Exercise =
Give back exactly the first lines of the entries below, through the line with "pub struct Snapshot".

Source data =
::::::::::

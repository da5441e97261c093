//! # Graph Store
//!
//! The live containment graph: nodes, edges, the selection and the version
//! counter that pollers compare to detect change.
//!
//! Nodes and edges live in `BTreeMap`s keyed by ids issued from monotonic
//! counters, so iteration order is creation order.
//!
//! ## Invariants
//!
//! - Every edge references two live nodes; deleting a node cascades.
//! - At most one edge exists per ordered `(from, to)` pair.
//! - An edge exists only if the rule table allowed it when it was created.
//! - No node contains itself, directly or transitively.
//! - `version` grows by exactly 1 per successful mutation. Failed mutations
//!   and reads leave it untouched.

use crate::primitives::grid_position;
use crate::{
    Edge, EdgeId, Node, NodeId, Position, PropertyValue, RuleTable, TopologyError, TypeRegistry,
};
use indexmap::IndexMap;
use serde::{Deserialize, Serialize};
use std::collections::{BTreeMap, BTreeSet, VecDeque};

// =============================================================================
// OPTIONS
// =============================================================================

/// Behaviour switches for a `GraphStore`.
#[derive(Debug, Clone, Copy, PartialEq, Eq, Serialize, Deserialize)]
pub struct StoreOptions {
    /// Fit property patches to the node type's schema.
    ///
    /// When `false`, patches are merged verbatim, including keys the schema
    /// does not declare.
    pub strict_properties: bool,
}

impl Default for StoreOptions {
    fn default() -> Self {
        Self {
            strict_properties: true,
        }
    }
}

// =============================================================================
// SNAPSHOT
// =============================================================================

/// A consistent read of the whole graph, taken under a single borrow.
#[derive(Debug, Clone, PartialEq, Serialize, Deserialize)]
pub struct Snapshot {
    pub version: u64,
    pub nodes: Vec<Node>,
    pub edges: Vec<Edge>,
    pub selected_id: Option<NodeId>,
}

// =============================================================================
// GRAPH STORE
// =============================================================================

/// Owner of all nodes and edges. Mutated only through its own operations.
#[derive(Debug, Clone, Default)]
pub struct GraphStore {
    /// Node storage: NodeId -> Node
    nodes: BTreeMap<NodeId, Node>,

    /// Edge storage: EdgeId -> Edge
    edges: BTreeMap<EdgeId, Edge>,

    /// Pair lookup: (from, to) -> EdgeId
    edge_index: BTreeMap<(NodeId, NodeId), EdgeId>,

    selected: Option<NodeId>,
    version: u64,

    /// Last issued ids; ids start at 1.
    last_node_id: u64,
    last_edge_id: u64,

    options: StoreOptions,
}

impl GraphStore {
    /// Create an empty store with default options.
    #[must_use]
    pub fn new() -> Self {
        Self::default()
    }

    /// Create an empty store with the given options.
    #[must_use]
    pub fn with_options(options: StoreOptions) -> Self {
        Self {
            options,
            ..Self::default()
        }
    }

    // -------------------------------------------------------------------------
    // Reads
    // -------------------------------------------------------------------------

    #[must_use]
    pub fn version(&self) -> u64 {
        self.version
    }

    #[must_use]
    pub fn selected(&self) -> Option<NodeId> {
        self.selected
    }

    #[must_use]
    pub fn options(&self) -> StoreOptions {
        self.options
    }

    #[must_use]
    pub fn node(&self, id: NodeId) -> Option<&Node> {
        self.nodes.get(&id)
    }

    #[must_use]
    pub fn edge(&self, id: EdgeId) -> Option<&Edge> {
        self.edges.get(&id)
    }

    /// Edge between an ordered pair, if any.
    #[must_use]
    pub fn edge_between(&self, from: NodeId, to: NodeId) -> Option<&Edge> {
        self.edge_index
            .get(&(from, to))
            .and_then(|id| self.edges.get(id))
    }

    /// All nodes in creation order.
    pub fn nodes(&self) -> impl Iterator<Item = &Node> {
        self.nodes.values()
    }

    /// All edges in creation order.
    pub fn edges(&self) -> impl Iterator<Item = &Edge> {
        self.edges.values()
    }

    /// Edges leaving `node`, in creation order.
    pub fn outgoing(&self, node: NodeId) -> impl Iterator<Item = &Edge> {
        self.edges.values().filter(move |e| e.from == node)
    }

    #[must_use]
    pub fn node_count(&self) -> usize {
        self.nodes.len()
    }

    #[must_use]
    pub fn edge_count(&self) -> usize {
        self.edges.len()
    }

    /// Nodes with no incoming edge, in creation order.
    pub fn roots(&self) -> impl Iterator<Item = &Node> {
        let children: BTreeSet<NodeId> = self.edges.values().map(|e| e.to).collect();
        self.nodes
            .values()
            .filter(move |n| !children.contains(&n.id))
    }

    /// Take a consistent snapshot of the graph.
    #[must_use]
    pub fn snapshot(&self) -> Snapshot {
        Snapshot {
            version: self.version,
            nodes: self.nodes.values().cloned().collect(),
            edges: self.edges.values().copied().collect(),
            selected_id: self.selected,
        }
    }

    // -------------------------------------------------------------------------
    // Node mutations
    // -------------------------------------------------------------------------

    /// Create a node of the given kind.
    ///
    /// The label is `"{type label} {n}"` with `n` = live nodes of the kind + 1.
    /// Properties start from the schema defaults; the position comes from the
    /// placement grid.
    pub fn add_node(
        &mut self,
        registry: &TypeRegistry,
        type_key: &str,
    ) -> Result<Node, TopologyError> {
        let node_type = registry
            .get(type_key)
            .ok_or_else(|| TopologyError::UnknownType(type_key.to_string()))?;

        let same_kind = self.nodes.values().filter(|n| n.type_key == type_key).count();
        let (x, y) = grid_position(self.nodes.len());

        self.last_node_id = self.last_node_id.saturating_add(1);
        let node = Node {
            id: NodeId(self.last_node_id),
            type_key: type_key.to_string(),
            label: format!("{} {}", node_type.label, same_kind.saturating_add(1)),
            position: Position::new(x, y),
            properties: node_type.initial_properties(),
        };

        self.nodes.insert(node.id, node.clone());
        self.bump();
        Ok(node)
    }

    /// Replace the label and/or merge a property patch into a node.
    ///
    /// With `strict_properties`, every patched key must be declared by the
    /// node's kind and every value must fit its field; the patch is applied
    /// all-or-nothing. Nodes whose kind is no longer registered accept any
    /// patch.
    pub fn update_node(
        &mut self,
        registry: &TypeRegistry,
        id: NodeId,
        label: Option<String>,
        patch: Option<IndexMap<String, PropertyValue>>,
    ) -> Result<&Node, TopologyError> {
        let strict = self.options.strict_properties;
        let node = self
            .nodes
            .get_mut(&id)
            .ok_or(TopologyError::NodeNotFound(id))?;

        let patch = match (patch, registry.get(&node.type_key)) {
            (Some(patch), Some(node_type)) if strict => {
                let mut fitted = IndexMap::with_capacity(patch.len());
                for (name, value) in patch {
                    let def = node_type
                        .properties
                        .get(&name)
                        .ok_or_else(|| TopologyError::UnknownProperty(name.clone()))?;
                    let value = def.fit(&name, value)?;
                    fitted.insert(name, value);
                }
                Some(fitted)
            }
            (patch, _) => patch,
        };

        if let Some(label) = label {
            node.label = label;
        }
        if let Some(patch) = patch {
            node.properties.extend(patch);
        }

        self.version = self.version.saturating_add(1);
        Ok(node)
    }

    /// Move a node on the canvas.
    pub fn move_node(&mut self, id: NodeId, position: Position) -> Result<(), TopologyError> {
        let node = self
            .nodes
            .get_mut(&id)
            .ok_or(TopologyError::NodeNotFound(id))?;
        node.position = position;
        self.bump();
        Ok(())
    }

    /// Delete a node together with every edge that references it.
    ///
    /// Clears the selection if it pointed at the node.
    pub fn delete_node(&mut self, id: NodeId) -> Result<Node, TopologyError> {
        let node = self
            .nodes
            .remove(&id)
            .ok_or(TopologyError::NodeNotFound(id))?;

        self.edges.retain(|_, e| e.from != id && e.to != id);
        self.edge_index
            .retain(|(from, to), _| *from != id && *to != id);

        if self.selected == Some(id) {
            self.selected = None;
        }

        self.bump();
        Ok(node)
    }

    // -------------------------------------------------------------------------
    // Edge mutations
    // -------------------------------------------------------------------------

    /// Create a containment edge `from` -> `to`.
    ///
    /// Checked in order: both endpoints exist, the rule table allows the
    /// child kind under the parent kind, the pair is not already connected,
    /// and `to` is not `from` or one of its ancestors.
    pub fn add_edge(
        &mut self,
        registry: &TypeRegistry,
        rules: &RuleTable,
        from: NodeId,
        to: NodeId,
    ) -> Result<Edge, TopologyError> {
        let parent = self.nodes.get(&from).ok_or(TopologyError::NodeNotFound(from))?;
        let child = self.nodes.get(&to).ok_or(TopologyError::NodeNotFound(to))?;

        if !rules.allows(&parent.type_key, &child.type_key) {
            return Err(TopologyError::InvalidNesting {
                child: registry.display_label(&child.type_key).to_string(),
                parent: registry.display_label(&parent.type_key).to_string(),
            });
        }

        if self.edge_index.contains_key(&(from, to)) {
            return Err(TopologyError::DuplicateEdge);
        }

        if from == to || self.is_ancestor(to, from) {
            return Err(TopologyError::CycleDetected);
        }

        self.last_edge_id = self.last_edge_id.saturating_add(1);
        let edge = Edge {
            id: EdgeId(self.last_edge_id),
            from,
            to,
        };

        self.edges.insert(edge.id, edge);
        self.edge_index.insert((from, to), edge.id);
        self.bump();
        Ok(edge)
    }

    /// Delete an edge.
    pub fn delete_edge(&mut self, id: EdgeId) -> Result<Edge, TopologyError> {
        let edge = self
            .edges
            .remove(&id)
            .ok_or(TopologyError::EdgeNotFound(id))?;
        self.edge_index.remove(&(edge.from, edge.to));
        self.bump();
        Ok(edge)
    }

    // -------------------------------------------------------------------------
    // Selection
    // -------------------------------------------------------------------------

    /// Select a node.
    pub fn select(&mut self, id: NodeId) -> Result<(), TopologyError> {
        if !self.nodes.contains_key(&id) {
            return Err(TopologyError::NodeNotFound(id));
        }
        self.selected = Some(id);
        self.bump();
        Ok(())
    }

    /// Clear the selection. Always counts as a change.
    pub fn deselect(&mut self) {
        self.selected = None;
        self.bump();
    }

    // -------------------------------------------------------------------------
    // Internals
    // -------------------------------------------------------------------------

    /// Record a change made outside the graph proper (e.g. configuration).
    pub(crate) fn bump(&mut self) {
        self.version = self.version.saturating_add(1);
    }

    /// Whether `candidate` can reach `node` by following edges downward,
    /// i.e. `candidate` is a transitive ancestor of `node`.
    fn is_ancestor(&self, candidate: NodeId, node: NodeId) -> bool {
        let mut parents: BTreeMap<NodeId, Vec<NodeId>> = BTreeMap::new();
        for e in self.edges.values() {
            parents.entry(e.to).or_default().push(e.from);
        }

        let mut visited = BTreeSet::new();
        let mut queue = VecDeque::from([node]);

        while let Some(current) = queue.pop_front() {
            for &parent in parents.get(&current).into_iter().flatten() {
                if parent == candidate {
                    return true;
                }
                if visited.insert(parent) {
                    queue.push_back(parent);
                }
            }
        }

        false
    }
}

// =============================================================================
// TESTS
// =============================================================================
//! # Topology CLI Module
//!
//! This module implements the CLI interface for the topology builder.
//!
//! ## Available Commands
//!
//! - `server` - Start the HTTP server (default)
//! - `defaults` - Print the built-in node-type configuration
//! - `check` - Parse and lint a node-type configuration file

mod commands;

use crate::settings::Settings;
use clap::{Parser, Subcommand};
use std::path::PathBuf;
use topology_core::TopologyError;

pub use commands::*;

// =============================================================================
// CLI STRUCTURE
// =============================================================================

/// Topology Builder
///
/// Assemble typed infrastructure hierarchies (networks, VMs, storage) as a
/// containment graph and export them as nested JSON.
#[derive(Parser, Debug)]
#[command(name = "topology")]
#[command(version, about, long_about = None)]
pub struct Cli {
    /// Enable verbose output
    #[arg(short, long, global = true)]
    pub verbose: bool,

    /// Suppress banner output
    #[arg(short, long, global = true)]
    pub quiet: bool,

    /// Path to the TOML settings file
    #[arg(short = 'c', long, global = true)]
    pub config: Option<PathBuf>,

    /// Output in JSON format (for programmatic access)
    #[arg(long, global = true)]
    pub json_mode: bool,

    /// Subcommand to execute
    #[command(subcommand)]
    pub command: Option<Commands>,
}

impl Cli {
    /// Whether this invocation starts the HTTP server.
    #[must_use]
    pub fn runs_server(&self) -> bool {
        matches!(self.command, None | Some(Commands::Server { .. }))
    }
}

/// Available CLI commands.
#[derive(Subcommand, Debug)]
pub enum Commands {
    /// Start HTTP server
    Server {
        /// Host to bind to (overrides the settings file)
        #[arg(short = 'H', long)]
        host: Option<String>,

        /// Port to bind to (overrides the settings file)
        #[arg(short, long)]
        port: Option<u16>,
    },

    /// Print the built-in node-type configuration as JSON
    Defaults,

    /// Parse and lint a node-type configuration file
    Check {
        /// Path to the JSON configuration file
        #[arg(short, long)]
        file: PathBuf,
    },
}

// =============================================================================
// COMMAND EXECUTION
// =============================================================================

/// Execute the CLI with parsed arguments.
pub async fn execute(cli: Cli) -> Result<(), TopologyError> {
    let json_mode = cli.json_mode;

    match cli.command {
        Some(Commands::Defaults) => cmd_defaults(),
        Some(Commands::Check { file }) => cmd_check(&file, json_mode),
        Some(Commands::Server { host, port }) => {
            let settings = load_settings(cli.config.as_deref(), host, port)?;
            cmd_server(&settings, cli.verbose).await
        }
        None => {
            // No subcommand - start the server with file settings
            let settings = load_settings(cli.config.as_deref(), None, None)?;
            cmd_server(&settings, cli.verbose).await
        }
    }
}

/// Settings file, then environment, then command-line flags.
fn load_settings(
    path: Option<&std::path::Path>,
    host: Option<String>,
    port: Option<u16>,
) -> Result<Settings, TopologyError> {
    let mut settings = Settings::load(path)?;
    settings.apply_env();
    if let Some(host) = host {
        settings.server.host = host;
    }
    if let Some(port) = port {
        settings.server.port = port;
    }
    Ok(settings)
}
#[allow(clippy::too_many_arguments)]
pub fn execute_create_destination(
    deps: DepsMut,
    env: &Env,
    info: MessageInfo,
    order_hash: crate::primitives::Hash32,
    hashlock: crate::primitives::Hash32,
    maker: String,
    taker: String,
    token_id: String,
    amount: u64,
    safety_deposit: u64,
    timelocks: TimelockOffsets,
    src_cancellation_timestamp: u64,
) -> Result<Response, ContractError> {
    let now = env.block.time.seconds();
    let maker = deps.api.addr_validate(&maker)?;
    let taker = deps.api.addr_validate(&taker)?;
    let token_id = TokenId(token_id);

    let required = required_native_funds(&token_id, amount, safety_deposit);
    let mut msgs = check_and_refund(&info, &required)?;
    if let Some(pull) = inbound_cw20_msg(&token_id, &taker, &env.contract.address, amount)? {
        msgs.push(pull);
    }

    let input = DestinationCreationInput {
        order_hash,
        hashlock,
        maker,
        taker: taker.clone(),
        token_id,
        amount,
        safety_deposit,
        timelocks: offsets_to_timelocks(timelocks)?,
        src_cancellation_timestamp,
    };

    let outcome = factory::create_destination(deps.storage, now, input)?;

    Ok(Response::new()
        .add_messages(msgs)
        .add_event(events::escrow_created(&outcome.address, &outcome.immutables, crate::primitives::Role::Destination, now))
        .add_event(events::dst_escrow_created(&outcome.address, &outcome.immutables.hashlock, taker.as_str(), now))
        .add_attribute("action", "create_destination")
        .add_attribute("address", outcome.address.to_hex()))
}

fn load_record(deps: &DepsMut, address: &str) -> Result<crate::state::EscrowRecord, ContractError> {
    ESCROWS.load(deps.storage, address.to_string()).map_err(|_| ContractError::NotFound {
        reason: format!("no escrow at address {address}"),
    })
}

fn save_outcome(
    deps: DepsMut,
    address: &str,
    record: crate::state::EscrowRecord,
    outcome: escrow::SettlementOutcome,
    action: &str,
    now: u64,
) -> Result<Response, ContractError> {
    ESCROWS.save(deps.storage, address.to_string(), &record)?;

    let mut msgs = Vec::new();
    if let Some(m) = outbound_msg(&outcome.principal)? {
        msgs.push(m);
    }
    if let Some(m) = outbound_msg(&outcome.deposit)? {
        msgs.push(m);
    }

    let mut response = Response::new().add_messages(msgs).add_attribute("action", action);
    response = match &outcome.secret_hex {
        Some(secret_hex) => response.add_event(events::withdrawn(
            &record_address(address)?,
            secret_hex,
            outcome.principal.recipient.as_str(),
            outcome.principal.amount,
            now,
        )),
        None => response.add_event(events::cancelled(
            &record_address(address)?,
            outcome.principal.recipient.as_str(),
            outcome.principal.amount,
            now,
        )),
    };
    Ok(response)
}

fn record_address(hex: &str) -> Result<crate::primitives::Hash32, ContractError> {
    crate::primitives::Hash32::from_hex(hex).map_err(ContractError::from)
}
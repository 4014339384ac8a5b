//! Small helpers consulted by the query layer that don't fit naturally
//! into `query.rs`'s one-handler-per-`QueryMsg`-variant shape.

use cosmwasm_std::{Deps, Order, StdResult};

use crate::state::{EscrowLifecycle, ESCROWS};

/// Counts escrows still in the `Active` lifecycle state.
pub fn get_active_escrow_count(deps: Deps) -> StdResult<u64> {
    let mut count = 0u64;
    for result in ESCROWS.range(deps.storage, None, None, Order::Ascending) {
        let (_, record) = result?;
        if matches!(record.state, EscrowLifecycle::Active) {
            count += 1;
        }
    }
    Ok(count)
}

/// `(total, active)` escrow counts, for a single cheap query-time scan.
pub fn get_escrow_stats(deps: Deps) -> StdResult<(u64, u64)> {
    let mut total = 0u64;
    let mut active = 0u64;
    for result in ESCROWS.range(deps.storage, None, None, Order::Ascending) {
        let (_, record) = result?;
        total += 1;
        if matches!(record.state, EscrowLifecycle::Active) {
            active += 1;
        }
    }
    Ok((total, active))
}
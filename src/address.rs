//! AddressDeriver — deterministic escrow-address computation (spec.md §4.2).
//!
//! `addr = SHA3-256(factory_id || SHA3-256(canonical(immutables)) || role_byte)`.
//! Total and pure: any difference in Immutables (including the packed
//! timelock bits) changes the address.

use sha3::{Digest, Sha3_256};

use crate::primitives::{Hash32, Role};
use crate::state::Immutables;

pub fn immutables_hash(immutables: &Immutables) -> Hash32 {
    let encoded = immutables.canonical_encoding();
    let mut hasher = Sha3_256::new();
    hasher.update(&encoded);
    Hash32::from_slice(&hasher.finalize()).expect("sha3-256 output is always 32 bytes")
}

pub fn derive(factory_id: &str, immutables: &Immutables, role: Role) -> Hash32 {
    let salt = immutables_hash(immutables);
    let mut hasher = Sha3_256::new();
    hasher.update(factory_id.as_bytes());
    hasher.update(salt.as_bytes());
    hasher.update([role.role_byte()]);
    Hash32::from_slice(&hasher.finalize()).expect("sha3-256 output is always 32 bytes")
}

::::::::::

Solved problem =
repository da5441e97261c093
//! # Graph Store
//!
//! The live containment graph: nodes, edges, the selection and the version
//! counter that pollers compare to detect change.
//!
//! Nodes and edges live in `BTreeMap`s keyed by ids issued from monotonic
//! counters, so iteration order is creation order.
//!
//! ## Invariants
//!
//! - Every edge references two live nodes; deleting a node cascades.
//! - At most one edge exists per ordered `(from, to)` pair.
//! - An edge exists only if the rule table allowed it when it was created.
//! - No node contains itself, directly or transitively.
//! - `version` grows by exactly 1 per successful mutation. Failed mutations
//!   and reads leave it untouched.

use crate::primitives::grid_position;
use crate::{
    Edge, EdgeId, Node, NodeId, Position, PropertyValue, RuleTable, TopologyError, TypeRegistry,
};
use indexmap::IndexMap;
use serde::{Deserialize, Serialize};
use std::collections::{BTreeMap, BTreeSet, VecDeque};

// =============================================================================
// OPTIONS
// =============================================================================

/// Behaviour switches for a `GraphStore`.
#[derive(Debug, Clone, Copy, PartialEq, Eq, Serialize, Deserialize)]
pub struct StoreOptions {
    /// Fit property patches to the node type's schema.
    ///
    /// When `false`, patches are merged verbatim, including keys the schema
    /// does not declare.
    pub strict_properties: bool,
}

impl Default for StoreOptions {
    fn default() -> Self {
        Self {
            strict_properties: true,
        }
    }
}

// =============================================================================
// SNAPSHOT
// =============================================================================

/// A consistent read of the whole graph, taken under a single borrow.
#[derive(Debug, Clone, PartialEq, Serialize, Deserialize)]
pub struct Snapshot {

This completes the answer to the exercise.